== Segment start ==
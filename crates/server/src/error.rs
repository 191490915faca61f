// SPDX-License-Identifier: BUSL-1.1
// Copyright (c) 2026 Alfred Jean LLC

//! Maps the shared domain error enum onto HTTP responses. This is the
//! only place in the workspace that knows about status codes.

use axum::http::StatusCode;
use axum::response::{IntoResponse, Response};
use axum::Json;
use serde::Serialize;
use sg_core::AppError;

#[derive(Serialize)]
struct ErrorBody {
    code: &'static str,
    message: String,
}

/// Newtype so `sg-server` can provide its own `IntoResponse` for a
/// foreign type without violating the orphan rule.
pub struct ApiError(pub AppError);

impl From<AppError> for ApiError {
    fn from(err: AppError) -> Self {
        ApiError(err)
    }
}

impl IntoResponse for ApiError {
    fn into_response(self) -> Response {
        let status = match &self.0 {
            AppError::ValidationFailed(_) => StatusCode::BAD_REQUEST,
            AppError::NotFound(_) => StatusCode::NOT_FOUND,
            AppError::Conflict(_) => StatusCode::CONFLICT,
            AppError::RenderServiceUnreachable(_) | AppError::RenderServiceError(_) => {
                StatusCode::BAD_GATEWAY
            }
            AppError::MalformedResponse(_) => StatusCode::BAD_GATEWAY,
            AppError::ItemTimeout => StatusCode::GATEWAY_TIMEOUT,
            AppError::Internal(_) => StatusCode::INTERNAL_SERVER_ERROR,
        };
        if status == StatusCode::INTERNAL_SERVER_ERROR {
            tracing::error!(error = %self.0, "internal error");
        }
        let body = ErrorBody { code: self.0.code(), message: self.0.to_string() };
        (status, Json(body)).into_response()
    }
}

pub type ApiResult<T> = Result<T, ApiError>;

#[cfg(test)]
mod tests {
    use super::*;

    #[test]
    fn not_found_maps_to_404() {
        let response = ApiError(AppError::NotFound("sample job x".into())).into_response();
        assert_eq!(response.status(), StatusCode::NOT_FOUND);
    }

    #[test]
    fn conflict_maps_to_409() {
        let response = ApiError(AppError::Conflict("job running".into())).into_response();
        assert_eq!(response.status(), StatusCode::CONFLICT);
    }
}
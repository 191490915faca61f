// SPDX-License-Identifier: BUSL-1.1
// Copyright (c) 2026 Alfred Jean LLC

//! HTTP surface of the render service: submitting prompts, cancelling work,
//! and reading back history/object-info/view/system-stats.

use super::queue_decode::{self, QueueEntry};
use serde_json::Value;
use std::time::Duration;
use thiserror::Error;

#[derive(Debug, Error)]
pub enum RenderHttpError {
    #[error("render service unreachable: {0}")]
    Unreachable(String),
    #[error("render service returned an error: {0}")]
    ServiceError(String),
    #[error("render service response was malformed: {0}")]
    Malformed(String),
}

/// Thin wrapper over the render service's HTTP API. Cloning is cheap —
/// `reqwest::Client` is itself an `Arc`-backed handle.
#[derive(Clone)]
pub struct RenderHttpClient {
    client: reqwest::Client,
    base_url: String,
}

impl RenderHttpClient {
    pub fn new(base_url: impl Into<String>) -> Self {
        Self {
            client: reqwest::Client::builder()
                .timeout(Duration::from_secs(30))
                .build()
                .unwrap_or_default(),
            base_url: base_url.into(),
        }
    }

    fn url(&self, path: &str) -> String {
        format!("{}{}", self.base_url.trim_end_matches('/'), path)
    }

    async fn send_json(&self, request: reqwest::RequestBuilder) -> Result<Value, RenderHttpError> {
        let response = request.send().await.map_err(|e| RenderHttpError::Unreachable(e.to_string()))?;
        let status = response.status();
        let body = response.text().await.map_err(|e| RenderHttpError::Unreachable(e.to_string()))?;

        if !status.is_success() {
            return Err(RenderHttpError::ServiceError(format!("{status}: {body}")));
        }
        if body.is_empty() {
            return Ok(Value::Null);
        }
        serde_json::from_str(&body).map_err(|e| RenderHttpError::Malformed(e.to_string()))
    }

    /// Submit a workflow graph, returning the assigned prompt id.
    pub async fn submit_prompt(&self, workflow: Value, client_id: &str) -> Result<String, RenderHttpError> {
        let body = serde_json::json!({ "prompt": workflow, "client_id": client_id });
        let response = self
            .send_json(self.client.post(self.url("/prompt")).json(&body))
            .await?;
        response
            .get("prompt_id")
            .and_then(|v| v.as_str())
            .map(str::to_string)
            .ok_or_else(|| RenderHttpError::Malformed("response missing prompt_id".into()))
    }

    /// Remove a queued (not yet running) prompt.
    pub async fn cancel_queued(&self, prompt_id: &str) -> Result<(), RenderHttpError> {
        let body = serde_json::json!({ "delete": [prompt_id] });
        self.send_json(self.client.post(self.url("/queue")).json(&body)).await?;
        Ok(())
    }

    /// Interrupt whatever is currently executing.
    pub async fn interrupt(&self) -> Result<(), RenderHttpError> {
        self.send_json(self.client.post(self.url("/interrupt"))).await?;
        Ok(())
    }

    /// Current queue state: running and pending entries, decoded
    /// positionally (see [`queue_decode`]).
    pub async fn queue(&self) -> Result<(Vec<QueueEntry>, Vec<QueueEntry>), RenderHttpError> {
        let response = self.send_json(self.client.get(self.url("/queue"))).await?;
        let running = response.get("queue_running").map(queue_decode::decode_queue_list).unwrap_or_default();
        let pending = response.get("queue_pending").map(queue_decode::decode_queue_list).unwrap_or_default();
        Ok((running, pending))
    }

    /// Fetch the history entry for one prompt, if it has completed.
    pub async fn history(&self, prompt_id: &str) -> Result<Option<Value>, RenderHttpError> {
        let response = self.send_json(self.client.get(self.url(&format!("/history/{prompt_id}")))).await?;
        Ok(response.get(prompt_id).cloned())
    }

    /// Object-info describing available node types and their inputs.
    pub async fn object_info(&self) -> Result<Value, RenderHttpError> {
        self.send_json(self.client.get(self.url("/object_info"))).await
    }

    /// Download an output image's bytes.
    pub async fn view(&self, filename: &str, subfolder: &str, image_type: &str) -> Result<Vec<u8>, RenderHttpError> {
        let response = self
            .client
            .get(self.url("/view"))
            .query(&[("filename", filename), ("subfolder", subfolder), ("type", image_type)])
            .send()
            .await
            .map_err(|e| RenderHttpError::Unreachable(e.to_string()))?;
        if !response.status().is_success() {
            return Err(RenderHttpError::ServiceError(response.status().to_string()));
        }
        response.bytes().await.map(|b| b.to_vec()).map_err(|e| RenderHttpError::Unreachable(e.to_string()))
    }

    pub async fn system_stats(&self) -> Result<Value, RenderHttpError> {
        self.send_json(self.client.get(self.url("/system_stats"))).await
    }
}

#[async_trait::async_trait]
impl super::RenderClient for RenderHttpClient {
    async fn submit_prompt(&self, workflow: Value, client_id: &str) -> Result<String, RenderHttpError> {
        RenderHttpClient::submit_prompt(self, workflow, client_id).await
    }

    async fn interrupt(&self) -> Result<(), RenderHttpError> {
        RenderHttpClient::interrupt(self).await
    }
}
== Segment end ==
== Segment start ==
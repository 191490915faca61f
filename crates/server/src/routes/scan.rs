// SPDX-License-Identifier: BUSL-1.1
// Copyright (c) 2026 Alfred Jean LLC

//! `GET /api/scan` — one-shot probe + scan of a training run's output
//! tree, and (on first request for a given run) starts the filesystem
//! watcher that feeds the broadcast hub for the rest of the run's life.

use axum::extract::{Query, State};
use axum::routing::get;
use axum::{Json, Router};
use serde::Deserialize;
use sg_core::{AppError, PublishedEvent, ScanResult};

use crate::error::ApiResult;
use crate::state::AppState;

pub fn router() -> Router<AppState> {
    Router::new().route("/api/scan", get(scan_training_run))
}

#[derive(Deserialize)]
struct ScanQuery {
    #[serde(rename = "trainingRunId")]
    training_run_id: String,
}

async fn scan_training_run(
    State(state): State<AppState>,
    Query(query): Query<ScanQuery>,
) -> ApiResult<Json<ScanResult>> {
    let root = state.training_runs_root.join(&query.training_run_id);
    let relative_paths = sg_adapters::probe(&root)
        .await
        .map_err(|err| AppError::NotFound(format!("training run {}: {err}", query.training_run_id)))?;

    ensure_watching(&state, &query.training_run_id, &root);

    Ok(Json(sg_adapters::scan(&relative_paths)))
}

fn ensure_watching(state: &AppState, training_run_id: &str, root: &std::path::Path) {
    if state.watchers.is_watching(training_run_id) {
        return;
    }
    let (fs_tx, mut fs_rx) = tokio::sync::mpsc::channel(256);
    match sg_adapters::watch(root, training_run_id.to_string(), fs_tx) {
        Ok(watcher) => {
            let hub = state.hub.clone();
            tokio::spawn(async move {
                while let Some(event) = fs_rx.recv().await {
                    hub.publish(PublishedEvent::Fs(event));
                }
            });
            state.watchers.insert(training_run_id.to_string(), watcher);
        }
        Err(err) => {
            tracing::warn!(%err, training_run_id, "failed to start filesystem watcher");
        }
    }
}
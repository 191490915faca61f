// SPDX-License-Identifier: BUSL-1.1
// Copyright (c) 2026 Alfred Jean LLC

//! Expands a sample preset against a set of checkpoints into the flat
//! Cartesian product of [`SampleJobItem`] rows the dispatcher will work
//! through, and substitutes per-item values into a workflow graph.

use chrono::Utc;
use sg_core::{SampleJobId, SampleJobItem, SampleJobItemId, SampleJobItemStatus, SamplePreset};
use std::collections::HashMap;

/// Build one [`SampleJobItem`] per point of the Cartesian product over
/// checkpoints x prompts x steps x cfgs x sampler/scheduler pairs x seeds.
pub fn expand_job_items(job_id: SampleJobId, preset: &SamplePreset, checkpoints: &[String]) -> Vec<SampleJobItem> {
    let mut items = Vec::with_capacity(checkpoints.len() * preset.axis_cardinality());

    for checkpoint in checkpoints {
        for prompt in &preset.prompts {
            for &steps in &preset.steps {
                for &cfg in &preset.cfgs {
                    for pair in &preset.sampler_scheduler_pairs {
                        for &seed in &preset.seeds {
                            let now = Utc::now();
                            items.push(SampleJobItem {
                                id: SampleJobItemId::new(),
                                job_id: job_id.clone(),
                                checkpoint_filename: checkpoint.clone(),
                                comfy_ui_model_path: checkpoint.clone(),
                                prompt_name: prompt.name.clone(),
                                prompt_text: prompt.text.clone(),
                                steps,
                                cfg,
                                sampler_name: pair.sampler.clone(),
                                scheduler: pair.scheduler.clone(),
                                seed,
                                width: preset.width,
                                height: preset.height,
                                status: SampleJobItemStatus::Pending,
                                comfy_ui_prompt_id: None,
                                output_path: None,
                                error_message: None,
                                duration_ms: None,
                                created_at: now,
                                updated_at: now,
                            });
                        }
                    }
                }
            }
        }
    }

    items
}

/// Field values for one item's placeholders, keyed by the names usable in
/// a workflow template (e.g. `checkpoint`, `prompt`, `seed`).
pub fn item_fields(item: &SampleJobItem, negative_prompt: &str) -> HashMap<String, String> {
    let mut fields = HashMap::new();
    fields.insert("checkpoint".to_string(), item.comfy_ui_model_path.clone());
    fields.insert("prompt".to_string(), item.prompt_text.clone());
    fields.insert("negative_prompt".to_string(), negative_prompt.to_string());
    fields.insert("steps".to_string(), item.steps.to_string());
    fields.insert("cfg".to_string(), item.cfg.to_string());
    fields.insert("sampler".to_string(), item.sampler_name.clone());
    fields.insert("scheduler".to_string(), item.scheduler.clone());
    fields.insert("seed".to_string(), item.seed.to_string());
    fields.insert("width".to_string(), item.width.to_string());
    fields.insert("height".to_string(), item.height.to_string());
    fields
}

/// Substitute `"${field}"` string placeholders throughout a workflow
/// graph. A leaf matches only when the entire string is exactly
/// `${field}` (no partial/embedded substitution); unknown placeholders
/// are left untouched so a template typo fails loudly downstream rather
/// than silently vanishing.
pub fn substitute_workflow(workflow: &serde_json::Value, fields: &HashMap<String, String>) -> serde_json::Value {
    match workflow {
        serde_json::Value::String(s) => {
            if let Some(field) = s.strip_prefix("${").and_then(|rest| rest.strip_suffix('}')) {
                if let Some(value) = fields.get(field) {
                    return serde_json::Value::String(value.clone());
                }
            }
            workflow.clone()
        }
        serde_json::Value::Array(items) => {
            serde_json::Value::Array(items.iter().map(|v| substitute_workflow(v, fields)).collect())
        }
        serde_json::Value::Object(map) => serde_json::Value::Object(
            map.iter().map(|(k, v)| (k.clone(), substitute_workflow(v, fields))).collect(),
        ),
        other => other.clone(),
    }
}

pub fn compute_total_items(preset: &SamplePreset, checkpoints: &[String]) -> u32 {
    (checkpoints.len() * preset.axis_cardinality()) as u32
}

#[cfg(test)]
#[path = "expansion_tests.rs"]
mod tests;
== Segment end ==
> **ABOUT THIS TASK**: From the listing above, repeat exactly the lines starting at the line that includes "(status, Json(body)).into_response()" and ending at the line that includes "fn url(&self, path: &str)", with nothing outside that span.

> **SOLUTION TO THIS TASK**:
        (status, Json(body)).into_response()
    }
}

pub type ApiResult<T> = Result<T, ApiError>;

#[cfg(test)]
mod tests {
    use super::*;

    #[test]
    fn not_found_maps_to_404() {
        let response = ApiError(AppError::NotFound("sample job x".into())).into_response();
        assert_eq!(response.status(), StatusCode::NOT_FOUND);
    }

    #[test]
    fn conflict_maps_to_409() {
        let response = ApiError(AppError::Conflict("job running".into())).into_response();
        assert_eq!(response.status(), StatusCode::CONFLICT);
    }
}
repository 191490915faca61f
// SPDX-License-Identifier: BUSL-1.1
// Copyright (c) 2026 Alfred Jean LLC

//! HTTP surface of the render service: submitting prompts, cancelling work,
//! and reading back history/object-info/view/system-stats.

use super::queue_decode::{self, QueueEntry};
use serde_json::Value;
use std::time::Duration;
use thiserror::Error;

#[derive(Debug, Error)]
pub enum RenderHttpError {
    #[error("render service unreachable: {0}")]
    Unreachable(String),
    #[error("render service returned an error: {0}")]
    ServiceError(String),
    #[error("render service response was malformed: {0}")]
    Malformed(String),
}

/// Thin wrapper over the render service's HTTP API. Cloning is cheap —
/// `reqwest::Client` is itself an `Arc`-backed handle.
#[derive(Clone)]
pub struct RenderHttpClient {
    client: reqwest::Client,
    base_url: String,
}

impl RenderHttpClient {
    pub fn new(base_url: impl Into<String>) -> Self {
        Self {
            client: reqwest::Client::builder()
                .timeout(Duration::from_secs(30))
                .build()
                .unwrap_or_default(),
            base_url: base_url.into(),
        }
    }

    fn url(&self, path: &str) -> String {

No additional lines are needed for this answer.